Perempuan berbaju merah itu terlihat sangat mencintai pria yang ada di sampingnya. Jika tidak, bagaimana mungkin dia rela mengeluarkan uang sekian ratus ribu euro demi sebuah kursi di Singapore Airlines? Namun itu belum cukup. Apalah artinya merayakan satu hari ulang tahun jika hari-hari lainnya dia tidak ada?

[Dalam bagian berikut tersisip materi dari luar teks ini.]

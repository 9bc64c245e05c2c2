//! CSV export.
//!
//! Prediction files have one header line plus one value per scored record, in
//! input order, so they line up row-for-row with the test file they were
//! computed from.

use std::fs::File;
use std::path::Path;

use log::info;

use crate::error::AppError;

/// Write a single-column prediction CSV.
pub fn write_predictions_csv(path: &Path, column: &str, values: &[f64]) -> Result<(), AppError> {
    let file = File::create(path)
        .map_err(|e| AppError::new(2, format!("Failed to create export CSV '{}': {e}", path.display())))?;
    write_predictions(file, column, values)?;
    info!("Wrote {} {column} prediction(s) to {}", values.len(), path.display());
    Ok(())
}

/// Same as `write_predictions_csv` but to any writer.
pub fn write_predictions<W: std::io::Write>(writer: W, column: &str, values: &[f64]) -> Result<(), AppError> {
    let mut out = csv::Writer::from_writer(writer);
    out.write_record([column])
        .map_err(|e| AppError::new(2, format!("Failed to write export CSV header: {e}")))?;
    for v in values {
        out.write_record([format!("{v:.10}")])
            .map_err(|e| AppError::new(2, format!("Failed to write export CSV row: {e}")))?;
    }
    out.flush()
        .map_err(|e| AppError::new(2, format!("Failed to flush export CSV: {e}")))?;
    Ok(())
}

/// Write a text table (header + rows) such as a synthetic loan file.
pub fn write_table_csv(path: &Path, headers: &[String], rows: &[Vec<String>]) -> Result<(), AppError> {
    let mut out = csv::Writer::from_path(path)
        .map_err(|e| AppError::new(2, format!("Failed to create CSV '{}': {e}", path.display())))?;
    out.write_record(headers)
        .map_err(|e| AppError::new(2, format!("Failed to write CSV header: {e}")))?;
    for row in rows {
        out.write_record(row)
            .map_err(|e| AppError::new(2, format!("Failed to write CSV row: {e}")))?;
    }
    out.flush()
        .map_err(|e| AppError::new(2, format!("Failed to flush CSV: {e}")))?;
    info!("Wrote {} row(s) to {}", rows.len(), path.display());
    Ok(())
}

#[cfg(test)]
mod tests {
    use super::*;

    #[test]
    fn writes_header_and_one_row_per_value() {
        let mut buf = Vec::new();
        write_predictions(&mut buf, "pd", &[0.1, 0.25]).unwrap();
        let text = String::from_utf8(buf).unwrap();
        assert_eq!(text, "pd\n0.1000000000\n0.2500000000\n");
    }

    #[test]
    fn table_round_trips_through_a_file() {
        let dir = tempfile::tempdir().unwrap();
        let path = dir.path().join("loans.csv");
        let headers = vec!["id".to_string(), "f1".to_string()];
        let rows = vec![vec!["a".to_string(), "1.5".to_string()], vec!["b".to_string(), String::new()]];
        write_table_csv(&path, &headers, &rows).unwrap();

        let text = std::fs::read_to_string(&path).unwrap();
        assert_eq!(text, "id,f1\na,1.5\nb,\n");
    }
}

Meninggalkan prianya seorang diri sementara dia dengan egoisnya kembali ke negaranya.
Pria itu juga—katanya—mencintai perempuan itu. Namun melihat gelagatnya yang tidak bersemangat membuatku sangsi. Mungkin dulu dia mencintai perempuan itu, namun sekian lama terpisah, dia merasa jengah. Lelah dengan hubungan tanpa kejelasan. Dan dia bukanlah seorang saint yang tahan terhadap godaan. Dia membuktikan dirinya hanyalah manusia biasa yang bisa takluk terhadap godaan bernama perempuan.
Dan perempuan itu aku. Aku bukan perempuan penggoda. Aku hanya perempuan yang takluk akan pesonanya, kehebatannya, dan segala yang dia punya. Sampai-sampai aku hanya mencibir setiap kali terigat fakta dia sudah memiliki tunangan. Toh tunangannya tidak di sini, jauh di Jerman sana. Tunangannya hanya hadir melalui perantara teknologi, sementara aku bisa menghadirkan sosok nyataku di hadapannya, kapanpun dia menginginkan dan membutuhkanku.
Namun sialnya, perempuan itu malah datang hari ini. Mengacaukan semua rencanak perayaan ulang tahunnya. Tidak ada pesta besar-besaran dalam agendaku. Cukup makan malam berdua di rumahnya dilanjutkan dengan bercinta sepanjang malam. Aku menghadiahkan diriku untuknya. Ini jauh lebih romantis ketimbang kedatangan tunangannya selama beberapa hari lalu kembali meninggalkannya dalam ketidakjelasan hubungan mereka.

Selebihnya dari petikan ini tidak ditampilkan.